In the end, I think the media bears fundamental responsibility for this.
This conclusion is a duh-huh-wha? brain-freezer on the order of "
And though I may be down right now, at least I don't work for Jews," but Kurtz' explanation is ever better:
Had they been less biased–had they reported acts of heroism and the many good things we have done in Iraq–I think conservatives would actually have taken their reporting of the problems in Iraq more seriously. In effect, the media’s consistent liberal bias discredits even its valid reports.
I guess we
could have observed every precaution, and equipped all of our warnings that Iraq was a mistake with a little picture of G.I. Joe giving a chocolate bar to an Arab, thus encouraging conservatives to pay attention. Maybe eventually America will resemble Quebec, with bilingual road signs -- e.g., one might say DANGER: BRIDGE OUT, while the one for conservatives might say SUPPORT OUR TROOPS BY NOTICING THAT THE BRIDGE IS OUT! SEMPER FI! It would be a nuisance, but we're liberals -- we should be kind to retards.

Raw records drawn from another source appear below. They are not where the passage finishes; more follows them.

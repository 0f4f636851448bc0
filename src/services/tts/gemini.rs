use crate::error::GeminiApiError;
use crate::services::tts::sample_rate_or_default;
use crate::traits::{SpeechAudio, TtsTrait};
use anyhow::Context;
use async_trait::async_trait;
use base64::{engine::general_purpose, Engine as _};
use reqwest::Client;
use serde_json::json;
use std::time::Duration;
use tracing::{error, info};

pub struct GeminiTts {
    api_key: String,
    client: Client,
    base_url: String,
    model: String,      // e.g. "gemini-2.5-flash-preview-tts"
    voice_name: String, // e.g. "Kore"
    timeout: Duration,
}

impl GeminiTts {
    pub fn new(
        api_key: String,
        base_url: String,
        model: String,
        voice_name: String,
        timeout: Duration,
    ) -> Self {
        Self {
            api_key,
            client: Client::new(),
            base_url: base_url.trim_end_matches('/').to_string(),
            model,
            voice_name,
            timeout,
        }
    }
}

#[async_trait]
impl TtsTrait for GeminiTts {
    async fn speak(&self, text: &str) -> anyhow::Result<SpeechAudio> {
        info!("Generating Gemini TTS for: '{}' using voice '{}'", text, self.voice_name);

        let url = format!("{}/models/{}:generateContent", self.base_url, self.model);

        let body = json!({
            "contents": [{
                "parts": [{
                    "text": text
                }]
            }],
            "generationConfig": {
                "responseModalities": ["AUDIO"],
                "speechConfig": {
                    "voiceConfig": {
                        "prebuiltVoiceConfig": {
                            "voiceName": self.voice_name
                        }
                    }
                }
            }
        });

        let resp = self
            .client
            .post(&url)
            .query(&[("key", &self.api_key)])
            .json(&body)
            .timeout(self.timeout)
            .send()
            .await
            .context("Failed to send request to Gemini TTS")?;

        let status = resp.status();
        if !status.is_success() {
            let error_text = resp.text().await.unwrap_or_default();
            error!("Gemini TTS API error: {}", error_text);
            return Err(GeminiApiError {
                status: status.as_u16(),
                body: error_text,
            }
            .into());
        }

        let json_resp: serde_json::Value = resp
            .json()
            .await
            .context("Failed to parse Gemini TTS response")?;

        let inline = &json_resp["candidates"][0]["content"]["parts"][0]["inlineData"];
        let encoded_audio = inline["data"]
            .as_str()
            .context("Invalid response format from Gemini TTS (missing inlineData.data)")?;
        let mime_type = inline["mimeType"].as_str().unwrap_or_default().to_string();

        let pcm = general_purpose::STANDARD
            .decode(encoded_audio)
            .context("Failed to decode base64 audio data")?;

        let sample_rate = sample_rate_or_default(&mime_type);
        info!(
            "Received {} bytes of raw audio from Gemini TTS ({}, {} Hz)",
            pcm.len(),
            mime_type,
            sample_rate
        );

        Ok(SpeechAudio {
            pcm,
            sample_rate,
            mime_type,
        })
    }
}
pub mod audio;
pub mod cache;
pub mod llm;
pub mod tts;
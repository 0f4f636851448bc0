use crate::traits::CacheTrait;
use std::collections::{HashMap, VecDeque};
use std::sync::{PoisonError, RwLock};

#[derive(Default)]
struct Entries {
    replies: HashMap<String, String>,
    order: VecDeque<String>, // insertion order, oldest first
}

pub struct InMemoryCache {
    entries: RwLock<Entries>,
    max_entries: Option<usize>,
}

impl InMemoryCache {
    /// `max_entries == 0` keeps every reply.
    pub fn new(max_entries: usize) -> Self {
        Self {
            entries: RwLock::new(Entries::default()),
            max_entries: (max_entries > 0).then_some(max_entries),
        }
    }

    #[cfg(test)]
    pub fn len(&self) -> usize {
        self.entries
            .read()
            .unwrap_or_else(PoisonError::into_inner)
            .replies
            .len()
    }
}

impl CacheTrait for InMemoryCache {
    fn get(&self, utterance: &str) -> Option<String> {
        let entries = self.entries.read().unwrap_or_else(PoisonError::into_inner);
        entries.replies.get(utterance).cloned()
    }

    fn insert(&self, utterance: &str, reply: String) {
        let mut entries = self.entries.write().unwrap_or_else(PoisonError::into_inner);
        if entries.replies.insert(utterance.to_string(), reply).is_some() {
            return;
        }
        entries.order.push_back(utterance.to_string());

        if let Some(max) = self.max_entries {
            while entries.order.len() > max {
                if let Some(oldest) = entries.order.pop_front() {
                    entries.replies.remove(&oldest);
                }
            }
        }
    }
}
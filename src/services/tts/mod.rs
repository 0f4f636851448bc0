pub mod gemini;

use crate::error::GeminiApiError;
use regex::Regex;
use std::sync::LazyLock;
use tracing::warn;

/// Rate assumed when the service does not state one.
pub const DEFAULT_SAMPLE_RATE: u32 = 24000;

static RATE_PARAM: LazyLock<Regex> = LazyLock::new(|| Regex::new(r"rate=(\d+)").unwrap());

/// Extracts the `rate=` parameter of an audio MIME type such as
/// `audio/L16;codec=pcm;rate=24000`.
pub fn parse_sample_rate(mime_type: &str) -> Option<u32> {
    RATE_PARAM
        .captures(mime_type)
        .and_then(|caps| caps[1].parse::<u32>().ok())
        .filter(|rate| *rate > 0)
}

pub fn sample_rate_or_default(mime_type: &str) -> u32 {
    parse_sample_rate(mime_type).unwrap_or_else(|| {
        warn!(
            "No usable sample rate in MIME type '{}', assuming {} Hz",
            mime_type, DEFAULT_SAMPLE_RATE
        );
        DEFAULT_SAMPLE_RATE
    })
}

/// User-facing text for a failed synthesis call.
pub fn describe_tts_error(err: &anyhow::Error) -> String {
    match err.downcast_ref::<GeminiApiError>() {
        Some(api) => format!("TTS API Error: {}", api),
        None => format!("An unexpected error occurred during TTS call: {:#}", err),
    }
}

UPDATE II. At OpinionJournal,
Joseph Rago (didn't he co-write
Hair?) hates blogs but hates the cursed MSM ever worse. How to reconcile? Rago breaks it down:
Certainly the MSM, such as it is, collapsed itself. It was once utterly dominant yet made itself vulnerable by playing on its reputed accuracy and disinterest to pursue adversarial agendas. Still, as far from perfect as that system was, it was and is not wholly imperfect. The technology of ink on paper is highly advanced, and has over centuries accumulated a major institutional culture that screens editorially for originality, expertise and seriousness.
Of course, once a technosocial force like the blog is loosed on the world, it does not go away because some find it undesirable. So grieving over the lost establishment is pointless, and kind of sad. But democracy does not work well, so to speak, without checks and balances. And in acceding so easily to the imperatives of the Internet, we've allowed decay to pass for progress.
If I understand Rago correctly, rightwing blogs ought to recognize that they aren't replacing the MSM -- rightwing magazines and newspapers are! So Rago and the newsprint boys will provide the "originality, expertise and seriousness," and you punks can do the Michael Moore jokes.
Early results indicate that the blogboys are clashing with the paperboys over this, each fighting for the right to take Pinch Sulzburger's throne, just as soon as the New York Times gets a clue that all those millions in paid circulation and advertising dollars are as nothing compared to the awesome
potential power held by a bunch of assholes with free websites. Someday their girlfriends who are temporarily located in another state will show up, and then you'll all see!
The crisis will last until
Jeff Jarvis chimes in, at which point
everyone will realize it's bullshit.